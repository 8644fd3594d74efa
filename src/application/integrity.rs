use crate::domain::models::Counts;
use crate::infrastructure::local_cache::{LocalCacheStore, UserCache};
use crate::infrastructure::remote_store::RemoteStore;
use serde::Serialize;
use std::sync::Arc;
use tracing::{info, warn};

#[derive(Debug, Clone, PartialEq, Eq, Serialize)]
#[serde(tag = "status", rename_all = "snake_case")]
pub enum IntegrityReport {
    Checked {
        remote: Counts,
        local: Counts,
        is_consistent: bool,
    },
    Failed {
        message: String,
    },
}

/// Read-only comparison of remote and cached collection sizes.
pub struct DataIntegrityChecker {
    remote: Arc<dyn RemoteStore>,
    cache_store: Arc<dyn LocalCacheStore>,
}

impl DataIntegrityChecker {
    pub fn new(remote: Arc<dyn RemoteStore>, cache_store: Arc<dyn LocalCacheStore>) -> Self {
        Self {
            remote,
            cache_store,
        }
    }

    pub async fn check(&self, user_id: &str) -> IntegrityReport {
        let remote = match self.remote.counts(user_id).await {
            Ok(counts) => counts,
            Err(error) => {
                warn!(user_id, %error, "integrity check could not reach remote store");
                return IntegrityReport::Failed {
                    message: error.to_string(),
                };
            }
        };
        let cache = UserCache::new(Arc::clone(&self.cache_store), user_id);
        let local = match cache.counts() {
            Ok(counts) => counts,
            Err(error) => {
                warn!(user_id, %error, "integrity check could not read local cache");
                return IntegrityReport::Failed {
                    message: error.to_string(),
                };
            }
        };

        let is_consistent = remote == local;
        info!(
            user_id,
            remote_tasks = remote.tasks,
            remote_sessions = remote.sessions,
            local_tasks = local.tasks,
            local_sessions = local.sessions,
            is_consistent,
            "integrity check finished"
        );
        IntegrityReport::Checked {
            remote,
            local,
            is_consistent,
        }
    }
}
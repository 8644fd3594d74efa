use async_trait::async_trait;
use std::sync::{Arc, Mutex, PoisonError};
use tokio::task::JoinHandle;
use tokio::time::{sleep, Duration};

#[async_trait]
pub trait DebouncedWrite<T>: Send + Sync {
    async fn write(&self, value: T);
}

/// Deferred writer holding at most one pending value. The write sees the
/// latest value stored when the delay elapses.
pub struct Debouncer<T: Send + 'static> {
    delay: Duration,
    sink: Arc<dyn DebouncedWrite<T>>,
    pending: Arc<Mutex<Option<T>>>,
    handle: Option<JoinHandle<()>>,
}

impl<T: Send + 'static> Debouncer<T> {
    pub fn new(delay: Duration, sink: Arc<dyn DebouncedWrite<T>>) -> Self {
        Self {
            delay,
            sink,
            pending: Arc::new(Mutex::new(None)),
            handle: None,
        }
    }

    /// Replaces the pending value and restarts the quiet period.
    pub fn schedule(&mut self, value: T) {
        self.store(value);
        self.abort();
        self.spawn();
    }

    /// Replaces the pending value but keeps an already running deadline.
    pub fn refresh(&mut self, value: T) {
        self.store(value);
        if !self.is_pending() {
            self.spawn();
        }
    }

    pub fn is_pending(&self) -> bool {
        self.handle
            .as_ref()
            .is_some_and(|handle| !handle.is_finished())
    }

    pub async fn flush(&mut self) {
        self.abort();
        let value = self.take();
        if let Some(value) = value {
            self.sink.write(value).await;
        }
    }

    pub fn cancel(&mut self) {
        self.abort();
        self.take();
    }

    fn store(&self, value: T) {
        let mut guard = self.pending.lock().unwrap_or_else(PoisonError::into_inner);
        *guard = Some(value);
    }

    fn take(&self) -> Option<T> {
        self.pending
            .lock()
            .unwrap_or_else(PoisonError::into_inner)
            .take()
    }

    fn abort(&mut self) {
        if let Some(handle) = self.handle.take() {
            handle.abort();
        }
    }

    fn spawn(&mut self) {
        let pending = Arc::clone(&self.pending);
        let sink = Arc::clone(&self.sink);
        let delay = self.delay;
        self.handle = Some(tokio::spawn(async move {
            sleep(delay).await;
            let value = pending.lock().unwrap_or_else(PoisonError::into_inner).take();
            if let Some(value) = value {
                sink.write(value).await;
            }
        }));
    }
}

impl<T: Send + 'static> Drop for Debouncer<T> {
    fn drop(&mut self) {
        self.abort();
    }
}
pub mod models;
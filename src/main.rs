use anyhow::{anyhow, Context, Result};
use clap::{Parser, Subcommand};
use pomosync::application::commands::{
    check_integrity_impl, create_task_impl, drain_notifications_impl, list_sessions_impl,
    list_tasks_impl, login_impl, select_task_impl, start_timer_impl, sync_now_impl, AppState,
};
use pomosync::infrastructure::error::InfraError;
use pomosync::infrastructure::logging::init_logging;
use serde::Serialize;
use std::path::PathBuf;
use std::time::Duration;
use tracing::info;

#[derive(Parser)]
#[command(author, version, about, long_about = None)]
struct Cli {
    #[command(subcommand)]
    command: Commands,

    /// Workspace root holding config/, state/ and logs/.
    #[arg(long, global = true)]
    root: Option<PathBuf>,

    /// Sign in as this user instead of POMOSYNC_USER_ID.
    #[arg(long, global = true)]
    user: Option<String>,

    /// Log to stderr instead of logs/pomosync.log.
    #[arg(long, global = true)]
    stderr: bool,
}

#[derive(Subcommand)]
enum Commands {
    /// Keep the timer and periodic sync running until interrupted.
    Run {
        #[arg(long)]
        task: Option<String>,
        #[arg(long)]
        start: bool,
    },
    Sync,
    /// Compare remote and cached record counts.
    Check,
    Tasks,
    AddTask {
        title: String,
        #[arg(long)]
        description: Option<String>,
    },
    History,
}

fn print_json<T: Serialize>(value: &T) -> Result<()> {
    println!("{}", serde_json::to_string_pretty(value)?);
    Ok(())
}

fn failed<'a>(state: &'a AppState, command: &'static str) -> impl Fn(InfraError) -> anyhow::Error + 'a {
    move |error| anyhow!(state.command_error(command, &error))
}

#[tokio::main]
async fn main() -> Result<()> {
    let cli = Cli::parse();
    let root = match cli.root {
        Some(root) => root,
        None => std::env::current_dir().context("failed to resolve current directory")?,
    };

    let background_sync = matches!(cli.command, Commands::Run { .. });
    let state = AppState::new(root.clone())
        .with_context(|| format!("failed to initialize workspace at {}", root.display()))?
        .with_background_sync(background_sync);
    let logs_dir = (!cli.stderr).then(|| state.logs_dir().to_path_buf());
    init_logging(logs_dir.as_deref())?;

    login_impl(&state, cli.user).await.map_err(failed(&state, "login"))?;

    match cli.command {
        Commands::Run { task, start } => run(&state, task, start).await?,
        Commands::Sync => print_json(&sync_now_impl(&state).await.map_err(failed(&state, "sync_now"))?)?,
        Commands::Check => print_json(
            &check_integrity_impl(&state)
                .await
                .map_err(failed(&state, "check_integrity"))?,
        )?,
        Commands::Tasks => print_json(&list_tasks_impl(&state).await.map_err(failed(&state, "list_tasks"))?)?,
        Commands::AddTask { title, description } => print_json(
            &create_task_impl(&state, title, description)
                .await
                .map_err(failed(&state, "create_task"))?,
        )?,
        Commands::History => print_json(
            &list_sessions_impl(&state)
                .await
                .map_err(failed(&state, "list_sessions"))?,
        )?,
    }

    state.shutdown().await.map_err(failed(&state, "shutdown"))?;
    Ok(())
}

async fn run(state: &AppState, task: Option<String>, start: bool) -> Result<()> {
    if task.is_some() {
        select_task_impl(state, task)
            .await
            .map_err(failed(state, "select_task"))?;
    }
    if start {
        start_timer_impl(state)
            .await
            .map_err(failed(state, "start_timer"))?;
    }
    info!("running until interrupted");

    let interrupted = tokio::signal::ctrl_c();
    tokio::pin!(interrupted);
    let mut poll = tokio::time::interval(Duration::from_secs(1));
    loop {
        tokio::select! {
            _ = &mut interrupted => break,
            _ = poll.tick() => {
                let notifications = drain_notifications_impl(state)
                    .await
                    .map_err(failed(state, "drain_notifications"))?;
                for notification in notifications {
                    println!("{}: {}", notification.title, notification.description);
                }
            }
        }
    }
    Ok(())
}
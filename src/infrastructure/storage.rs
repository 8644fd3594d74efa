use crate::infrastructure::error::InfraError;
use rusqlite::Connection;
use std::path::Path;
use std::time::Duration;

const SCHEMA_SQL: &str = include_str!("../../sql/schema.sql");
const BUSY_TIMEOUT: Duration = Duration::from_secs(5);

pub fn initialize_database(path: &Path) -> Result<(), InfraError> {
    let connection = open_database(path)?;
    connection.execute_batch(SCHEMA_SQL)?;
    Ok(())
}

pub fn open_database(path: &Path) -> Result<Connection, InfraError> {
    let connection = Connection::open(path)?;
    connection.busy_timeout(BUSY_TIMEOUT)?;
    Ok(connection)
}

» Work task
Count every line of the material above that holds the string "could", then state only the total.

» Output for this task
2